#### TASK STATEMENT
Copy out each line of the data that includes the string "ServerConfig".

#### Saved data entries
....
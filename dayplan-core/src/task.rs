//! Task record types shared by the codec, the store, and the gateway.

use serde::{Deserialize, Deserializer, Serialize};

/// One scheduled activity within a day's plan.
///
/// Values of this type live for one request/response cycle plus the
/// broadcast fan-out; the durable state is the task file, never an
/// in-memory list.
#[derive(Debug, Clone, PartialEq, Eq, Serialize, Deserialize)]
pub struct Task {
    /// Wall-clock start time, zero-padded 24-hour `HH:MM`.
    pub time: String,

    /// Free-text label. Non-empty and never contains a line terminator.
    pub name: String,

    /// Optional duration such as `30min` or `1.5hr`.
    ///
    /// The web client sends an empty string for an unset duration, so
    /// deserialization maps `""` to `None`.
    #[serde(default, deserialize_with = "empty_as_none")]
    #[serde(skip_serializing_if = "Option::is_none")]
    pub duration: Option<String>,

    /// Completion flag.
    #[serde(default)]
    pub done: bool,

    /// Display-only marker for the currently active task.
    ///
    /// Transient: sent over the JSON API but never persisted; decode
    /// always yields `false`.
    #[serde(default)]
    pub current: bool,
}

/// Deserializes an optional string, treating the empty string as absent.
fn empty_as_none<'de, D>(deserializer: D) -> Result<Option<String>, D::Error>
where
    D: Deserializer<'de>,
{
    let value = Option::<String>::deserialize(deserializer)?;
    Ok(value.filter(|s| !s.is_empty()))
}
....
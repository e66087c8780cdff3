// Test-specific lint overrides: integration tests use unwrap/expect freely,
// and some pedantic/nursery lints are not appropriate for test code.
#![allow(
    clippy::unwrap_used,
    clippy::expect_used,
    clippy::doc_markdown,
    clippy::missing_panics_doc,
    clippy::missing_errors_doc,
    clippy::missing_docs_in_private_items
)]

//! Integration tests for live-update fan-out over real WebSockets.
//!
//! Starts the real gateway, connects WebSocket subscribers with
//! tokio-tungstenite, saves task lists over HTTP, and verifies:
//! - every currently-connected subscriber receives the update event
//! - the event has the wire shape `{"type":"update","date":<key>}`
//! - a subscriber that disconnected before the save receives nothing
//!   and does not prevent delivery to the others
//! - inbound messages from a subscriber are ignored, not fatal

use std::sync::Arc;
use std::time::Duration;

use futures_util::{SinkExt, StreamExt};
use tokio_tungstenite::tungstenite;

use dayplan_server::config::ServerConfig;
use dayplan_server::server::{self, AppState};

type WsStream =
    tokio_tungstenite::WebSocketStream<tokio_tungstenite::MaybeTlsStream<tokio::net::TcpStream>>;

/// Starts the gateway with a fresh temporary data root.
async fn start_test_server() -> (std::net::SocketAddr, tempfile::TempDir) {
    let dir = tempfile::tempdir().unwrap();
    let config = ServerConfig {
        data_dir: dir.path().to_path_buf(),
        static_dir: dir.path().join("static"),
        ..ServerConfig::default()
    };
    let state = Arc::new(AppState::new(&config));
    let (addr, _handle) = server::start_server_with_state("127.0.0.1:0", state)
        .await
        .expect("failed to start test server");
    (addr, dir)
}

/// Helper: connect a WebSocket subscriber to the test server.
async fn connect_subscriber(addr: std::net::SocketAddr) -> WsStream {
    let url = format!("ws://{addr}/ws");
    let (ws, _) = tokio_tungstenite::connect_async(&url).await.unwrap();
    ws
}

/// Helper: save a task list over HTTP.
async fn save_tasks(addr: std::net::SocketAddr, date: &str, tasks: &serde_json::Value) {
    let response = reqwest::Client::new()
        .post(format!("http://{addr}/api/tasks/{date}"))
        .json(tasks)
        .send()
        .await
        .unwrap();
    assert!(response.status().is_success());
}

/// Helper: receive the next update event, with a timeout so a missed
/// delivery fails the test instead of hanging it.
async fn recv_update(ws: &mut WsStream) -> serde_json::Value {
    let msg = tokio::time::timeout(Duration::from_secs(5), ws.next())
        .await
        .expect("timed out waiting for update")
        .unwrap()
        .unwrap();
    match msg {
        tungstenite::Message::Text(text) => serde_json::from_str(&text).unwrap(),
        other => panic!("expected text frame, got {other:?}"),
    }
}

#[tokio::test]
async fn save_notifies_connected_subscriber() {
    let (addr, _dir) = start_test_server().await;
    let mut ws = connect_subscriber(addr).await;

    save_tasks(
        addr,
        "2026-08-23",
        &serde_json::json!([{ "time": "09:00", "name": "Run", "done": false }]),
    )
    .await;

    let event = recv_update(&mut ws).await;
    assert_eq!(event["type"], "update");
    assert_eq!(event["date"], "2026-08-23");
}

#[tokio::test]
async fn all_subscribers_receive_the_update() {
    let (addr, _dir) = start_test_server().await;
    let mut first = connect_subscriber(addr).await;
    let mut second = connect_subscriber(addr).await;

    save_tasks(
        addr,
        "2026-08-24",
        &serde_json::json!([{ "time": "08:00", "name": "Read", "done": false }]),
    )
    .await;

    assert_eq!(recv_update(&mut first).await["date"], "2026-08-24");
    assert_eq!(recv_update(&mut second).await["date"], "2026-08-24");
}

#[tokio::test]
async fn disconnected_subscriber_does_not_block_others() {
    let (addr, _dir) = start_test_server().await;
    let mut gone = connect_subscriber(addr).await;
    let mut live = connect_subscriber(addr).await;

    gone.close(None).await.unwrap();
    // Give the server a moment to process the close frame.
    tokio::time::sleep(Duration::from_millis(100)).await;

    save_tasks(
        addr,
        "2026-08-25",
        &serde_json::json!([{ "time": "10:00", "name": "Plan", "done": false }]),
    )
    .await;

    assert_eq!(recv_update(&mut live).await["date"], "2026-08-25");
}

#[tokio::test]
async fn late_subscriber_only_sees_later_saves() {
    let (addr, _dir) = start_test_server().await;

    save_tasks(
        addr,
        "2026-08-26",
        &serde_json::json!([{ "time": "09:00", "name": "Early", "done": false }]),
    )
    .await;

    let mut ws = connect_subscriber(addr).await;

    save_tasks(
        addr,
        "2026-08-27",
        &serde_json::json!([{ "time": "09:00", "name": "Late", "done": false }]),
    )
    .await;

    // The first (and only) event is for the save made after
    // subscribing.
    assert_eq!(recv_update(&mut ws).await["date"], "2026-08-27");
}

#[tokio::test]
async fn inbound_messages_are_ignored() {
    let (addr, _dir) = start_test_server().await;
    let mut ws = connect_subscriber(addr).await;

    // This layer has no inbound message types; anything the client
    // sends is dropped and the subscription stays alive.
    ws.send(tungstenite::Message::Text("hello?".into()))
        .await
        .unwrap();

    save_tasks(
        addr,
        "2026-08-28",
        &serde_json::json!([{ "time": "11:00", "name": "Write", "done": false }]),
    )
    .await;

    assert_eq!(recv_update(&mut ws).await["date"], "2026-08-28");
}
....
#### EXERCISE OUTPUT
use dayplan_server::config::ServerConfig;
    let config = ServerConfig {
        ..ServerConfig::default()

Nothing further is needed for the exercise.